◆ **Problem description**
Each line in the data holding "Result" should be listed.

Saved data entries
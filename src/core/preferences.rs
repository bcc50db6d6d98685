//! Validated preference model.
//!
//! Names are interned to dense indices once, at build time. The engine and the
//! stability checker work on indices; the name-based lookups below are for
//! callers and tests.

use crate::domain::model::{LecturerPreference, PreferenceInput};
use crate::utils::error::{MatchError, Result};
use std::collections::HashMap;
use std::collections::hash_map::Entry;

#[derive(Debug, Clone, PartialEq, Eq)]
pub enum ValidationIssueKind {
    /// Two scribes or two lecturers share a name.
    DuplicateIdentity,
    /// A preference list names the same entity twice.
    DuplicateEntry,
    /// A scribe's list names a lecturer that doesn't exist.
    UnknownLecturer,
    /// A lecturer's list names a scribe that doesn't exist.
    UnknownScribe,
    NonPositiveQuota,
}

#[derive(Debug, Clone, PartialEq, Eq)]
pub struct ValidationIssue {
    pub kind: ValidationIssueKind,
    pub message: String,
}

impl ValidationIssue {
    pub fn new(kind: ValidationIssueKind, message: impl Into<String>) -> Self {
        Self {
            kind,
            message: message.into(),
        }
    }
}

/// Which ranking a lecturer uses once the model is built.
#[derive(Debug, Clone, Copy, PartialEq, Eq)]
pub enum PreferencePolicy {
    Ranked,
    InputOrder,
}

#[derive(Debug, Clone)]
pub struct PreferenceModel {
    scribes: Vec<String>,
    lecturers: Vec<String>,
    scribe_lookup: HashMap<String, usize>,
    lecturer_lookup: HashMap<String, usize>,
    scribe_lists: Vec<Vec<usize>>,
    /// scribe -> (lecturer -> rank)
    scribe_ranks: Vec<HashMap<usize, usize>>,
    quotas: Vec<usize>,
    policies: Vec<PreferencePolicy>,
    /// lecturer -> (scribe -> rank)；InputOrder 的 lecturer 只包含有排它的 scribe
    lecturer_ranks: Vec<HashMap<usize, usize>>,
}

impl PreferenceModel {
    /// Validates `input` and builds the model.
    ///
    /// Every problem found is reported at once in
    /// [`MatchError::InvalidPreferences`]; nothing is built if any exist.
    pub fn build(input: &PreferenceInput) -> Result<Self> {
        let mut issues = Vec::new();

        let mut scribe_lookup = HashMap::with_capacity(input.scribes.len());
        for (index, scribe) in input.scribes.iter().enumerate() {
            match scribe_lookup.entry(scribe.name.clone()) {
                Entry::Vacant(slot) => {
                    slot.insert(index);
                }
                Entry::Occupied(_) => issues.push(ValidationIssue::new(
                    ValidationIssueKind::DuplicateIdentity,
                    format!("Duplicate scribe name: {}", scribe.name),
                )),
            }
        }

        let mut lecturer_lookup = HashMap::with_capacity(input.lecturers.len());
        for (index, lecturer) in input.lecturers.iter().enumerate() {
            match lecturer_lookup.entry(lecturer.name.clone()) {
                Entry::Vacant(slot) => {
                    slot.insert(index);
                }
                Entry::Occupied(_) => issues.push(ValidationIssue::new(
                    ValidationIssueKind::DuplicateIdentity,
                    format!("Duplicate lecturer name: {}", lecturer.name),
                )),
            }

            if lecturer.quota < 1 {
                issues.push(ValidationIssue::new(
                    ValidationIssueKind::NonPositiveQuota,
                    format!(
                        "Lecturer '{}' has quota {}; quotas must be at least 1",
                        lecturer.name, lecturer.quota
                    ),
                ));
            }
        }

        let mut scribe_lists = Vec::with_capacity(input.scribes.len());
        let mut scribe_ranks = Vec::with_capacity(input.scribes.len());
        for scribe in &input.scribes {
            let mut list = Vec::with_capacity(scribe.preferences.len());
            let mut ranks = HashMap::with_capacity(scribe.preferences.len());
            for lecturer in &scribe.preferences {
                let Some(&l) = lecturer_lookup.get(lecturer) else {
                    issues.push(ValidationIssue::new(
                        ValidationIssueKind::UnknownLecturer,
                        format!("Scribe '{}' ranks unknown lecturer '{}'", scribe.name, lecturer),
                    ));
                    continue;
                };
                if ranks.insert(l, list.len()).is_some() {
                    issues.push(ValidationIssue::new(
                        ValidationIssueKind::DuplicateEntry,
                        format!("Scribe '{}' lists lecturer '{}' more than once", scribe.name, lecturer),
                    ));
                    continue;
                }
                list.push(l);
            }
            scribe_lists.push(list);
            scribe_ranks.push(ranks);
        }

        let mut policies = Vec::with_capacity(input.lecturers.len());
        let mut lecturer_ranks: Vec<HashMap<usize, usize>> = Vec::with_capacity(input.lecturers.len());
        for lecturer in &input.lecturers {
            let mut ranks = HashMap::new();
            match &lecturer.preference {
                LecturerPreference::Ranked(scribes) => {
                    policies.push(PreferencePolicy::Ranked);
                    for scribe in scribes {
                        let Some(&s) = scribe_lookup.get(scribe) else {
                            issues.push(ValidationIssue::new(
                                ValidationIssueKind::UnknownScribe,
                                format!("Lecturer '{}' ranks unknown scribe '{}'", lecturer.name, scribe),
                            ));
                            continue;
                        };
                        let next_rank = ranks.len();
                        if let Entry::Vacant(slot) = ranks.entry(s) {
                            slot.insert(next_rank);
                        } else {
                            issues.push(ValidationIssue::new(
                                ValidationIssueKind::DuplicateEntry,
                                format!("Lecturer '{}' lists scribe '{}' more than once", lecturer.name, scribe),
                            ));
                        }
                    }
                }
                LecturerPreference::InputOrder => policies.push(PreferencePolicy::InputOrder),
            }
            lecturer_ranks.push(ranks);
        }

        if !issues.is_empty() {
            return Err(MatchError::InvalidPreferences { issues });
        }

        // InputOrder: 依 scribe 在輸入中的先後給名次
        for (s, list) in scribe_lists.iter().enumerate() {
            for &l in list {
                if policies[l] == PreferencePolicy::InputOrder {
                    let ranks = &mut lecturer_ranks[l];
                    let next_rank = ranks.len();
                    ranks.insert(s, next_rank);
                }
            }
        }

        let quotas = input
            .lecturers
            .iter()
            .map(|l| usize::try_from(l.quota).unwrap_or(0))
            .collect();

        Ok(Self {
            scribes: input.scribes.iter().map(|s| s.name.clone()).collect(),
            lecturers: input.lecturers.iter().map(|l| l.name.clone()).collect(),
            scribe_lookup,
            lecturer_lookup,
            scribe_lists,
            scribe_ranks,
            quotas,
            policies,
            lecturer_ranks,
        })
    }

    /// Position of `lecturer` in `scribe`'s list; `None` if unacceptable or unknown.
    pub fn preference_rank(&self, scribe: &str, lecturer: &str) -> Option<usize> {
        let s = *self.scribe_lookup.get(scribe)?;
        let l = *self.lecturer_lookup.get(lecturer)?;
        self.scribe_rank_of(s, l)
    }

    /// Position of `scribe` in `lecturer`'s effective ranking; `None` if unacceptable or unknown.
    pub fn lecturer_rank(&self, lecturer: &str, scribe: &str) -> Option<usize> {
        let l = *self.lecturer_lookup.get(lecturer)?;
        let s = *self.scribe_lookup.get(scribe)?;
        self.lecturer_rank_of(l, s)
    }

    pub fn quota(&self, lecturer: &str) -> Option<usize> {
        self.lecturer_lookup.get(lecturer).map(|&l| self.quotas[l])
    }

    pub fn lecturer_policy(&self, lecturer: &str) -> Option<PreferencePolicy> {
        self.lecturer_lookup.get(lecturer).map(|&l| self.policies[l])
    }

    pub fn scribe_preferences(&self, scribe: &str) -> Option<Vec<&str>> {
        self.scribe_lookup.get(scribe).map(|&s| {
            self.scribe_lists[s]
                .iter()
                .map(|&l| self.lecturers[l].as_str())
                .collect()
        })
    }

    pub fn scribe_names(&self) -> &[String] {
        &self.scribes
    }

    pub fn lecturer_names(&self) -> &[String] {
        &self.lecturers
    }

    /// Upper bound on proposals in one run.
    pub fn total_preference_length(&self) -> usize {
        self.scribe_lists.iter().map(Vec::len).sum()
    }

    pub(crate) fn scribe_count(&self) -> usize {
        self.scribes.len()
    }

    pub(crate) fn lecturer_count(&self) -> usize {
        self.lecturers.len()
    }

    pub(crate) fn scribe_index(&self, scribe: &str) -> Option<usize> {
        self.scribe_lookup.get(scribe).copied()
    }

    pub(crate) fn lecturer_index(&self, lecturer: &str) -> Option<usize> {
        self.lecturer_lookup.get(lecturer).copied()
    }

    pub(crate) fn scribe_name(&self, s: usize) -> &str {
        &self.scribes[s]
    }

    pub(crate) fn lecturer_name(&self, l: usize) -> &str {
        &self.lecturers[l]
    }

    pub(crate) fn scribe_list(&self, s: usize) -> &[usize] {
        &self.scribe_lists[s]
    }

    pub(crate) fn scribe_rank_of(&self, s: usize, l: usize) -> Option<usize> {
        self.scribe_ranks[s].get(&l).copied()
    }

    pub(crate) fn lecturer_rank_of(&self, l: usize, s: usize) -> Option<usize> {
        self.lecturer_ranks[l].get(&s).copied()
    }

    pub(crate) fn quota_of(&self, l: usize) -> usize {
        self.quotas[l]
    }
}

#[cfg(test)]
mod tests {
    use super::*;
    use crate::domain::model::{LecturerEntry, ScribeEntry};

    fn input() -> PreferenceInput {
        PreferenceInput {
            scribes: vec![
                ScribeEntry::new("Alice", ["Prof_A", "Prof_B"]),
                ScribeEntry::new("Bob", ["Prof_B"]),
                ScribeEntry::new("Carol", ["Prof_B", "Prof_A"]),
            ],
            lecturers: vec![
                LecturerEntry::new("Prof_A", 1).with_ranking(["Carol", "Alice"]),
                LecturerEntry::new("Prof_B", 2),
            ],
        }
    }

    fn issue_kinds(err: MatchError) -> Vec<ValidationIssueKind> {
        match err {
            MatchError::InvalidPreferences { issues } => issues.into_iter().map(|i| i.kind).collect(),
            other => panic!("expected InvalidPreferences, got {other:?}"),
        }
    }

    #[test]
    fn test_preference_rank() {
        let model = PreferenceModel::build(&input()).unwrap();
        assert_eq!(model.preference_rank("Alice", "Prof_A"), Some(0));
        assert_eq!(model.preference_rank("Alice", "Prof_B"), Some(1));
        assert_eq!(model.preference_rank("Bob", "Prof_A"), None);
        assert_eq!(model.preference_rank("Nobody", "Prof_A"), None);
    }

    #[test]
    fn test_lecturer_rank_uses_explicit_list() {
        let model = PreferenceModel::build(&input()).unwrap();
        assert_eq!(model.lecturer_policy("Prof_A"), Some(PreferencePolicy::Ranked));
        assert_eq!(model.lecturer_rank("Prof_A", "Carol"), Some(0));
        assert_eq!(model.lecturer_rank("Prof_A", "Alice"), Some(1));
        assert_eq!(model.lecturer_rank("Prof_A", "Bob"), None);
    }

    #[test]
    fn test_lecturer_rank_defaults_to_input_order_of_applicants() {
        let model = PreferenceModel::build(&input()).unwrap();
        assert_eq!(model.lecturer_policy("Prof_B"), Some(PreferencePolicy::InputOrder));
        // Alice, Bob, Carol 都有排 Prof_B
        assert_eq!(model.lecturer_rank("Prof_B", "Alice"), Some(0));
        assert_eq!(model.lecturer_rank("Prof_B", "Bob"), Some(1));
        assert_eq!(model.lecturer_rank("Prof_B", "Carol"), Some(2));
    }

    #[test]
    fn test_input_order_excludes_scribes_who_did_not_apply() {
        let mut input = input();
        input.lecturers[0].preference = LecturerPreference::InputOrder;
        let model = PreferenceModel::build(&input).unwrap();
        assert_eq!(model.lecturer_rank("Prof_A", "Alice"), Some(0));
        assert_eq!(model.lecturer_rank("Prof_A", "Bob"), None);
        assert_eq!(model.lecturer_rank("Prof_A", "Carol"), Some(1));
    }

    #[test]
    fn test_quota_and_names() {
        let model = PreferenceModel::build(&input()).unwrap();
        assert_eq!(model.quota("Prof_A"), Some(1));
        assert_eq!(model.quota("Prof_B"), Some(2));
        assert_eq!(model.quota("Prof_C"), None);
        assert_eq!(model.scribe_names(), &["Alice", "Bob", "Carol"]);
        assert_eq!(model.lecturer_names(), &["Prof_A", "Prof_B"]);
        assert_eq!(model.scribe_preferences("Carol"), Some(vec!["Prof_B", "Prof_A"]));
        assert_eq!(model.total_preference_length(), 5);
    }

    #[test]
    fn test_unknown_lecturer_is_rejected() {
        let mut input = input();
        input.scribes[1].preferences.push("Prof_Z".to_string());
        let err = PreferenceModel::build(&input).unwrap_err();
        assert_eq!(issue_kinds(err), vec![ValidationIssueKind::UnknownLecturer]);
    }

    #[test]
    fn test_unknown_scribe_is_rejected() {
        let mut input = input();
        input.lecturers[0] = LecturerEntry::new("Prof_A", 1).with_ranking(["Carol", "Zed"]);
        let err = PreferenceModel::build(&input).unwrap_err();
        assert_eq!(issue_kinds(err), vec![ValidationIssueKind::UnknownScribe]);
    }

    #[test]
    fn test_duplicate_entries_are_rejected() {
        let mut input = input();
        input.scribes[0] = ScribeEntry::new("Alice", ["Prof_A", "Prof_A"]);
        input.lecturers[0] = LecturerEntry::new("Prof_A", 1).with_ranking(["Carol", "Carol"]);
        let err = PreferenceModel::build(&input).unwrap_err();
        assert_eq!(
            issue_kinds(err),
            vec![ValidationIssueKind::DuplicateEntry, ValidationIssueKind::DuplicateEntry]
        );
    }

    #[test]
    fn test_duplicate_identities_are_rejected() {
        let mut input = input();
        input.scribes.push(ScribeEntry::new("Bob", ["Prof_A"]));
        input.lecturers.push(LecturerEntry::new("Prof_B", 1));
        let err = PreferenceModel::build(&input).unwrap_err();
        assert_eq!(
            issue_kinds(err),
            vec![ValidationIssueKind::DuplicateIdentity, ValidationIssueKind::DuplicateIdentity]
        );
    }

    #[test]
    fn test_non_positive_quota_is_rejected() {
        let mut input = input();
        input.lecturers[0].quota = 0;
        input.lecturers[1].quota = -3;
        let err = PreferenceModel::build(&input).unwrap_err();
        assert_eq!(
            issue_kinds(err),
            vec![ValidationIssueKind::NonPositiveQuota, ValidationIssueKind::NonPositiveQuota]
        );
    }

    #[test]
    fn test_empty_input_is_valid() {
        let model = PreferenceModel::build(&PreferenceInput::default()).unwrap();
        assert!(model.scribe_names().is_empty());
        assert!(model.lecturer_names().is_empty());
        assert_eq!(model.total_preference_length(), 0);
    }
}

◆ **Solution**
use crate::utils::error::{MatchError, Result};
    pub fn build(input: &PreferenceInput) -> Result<Self> {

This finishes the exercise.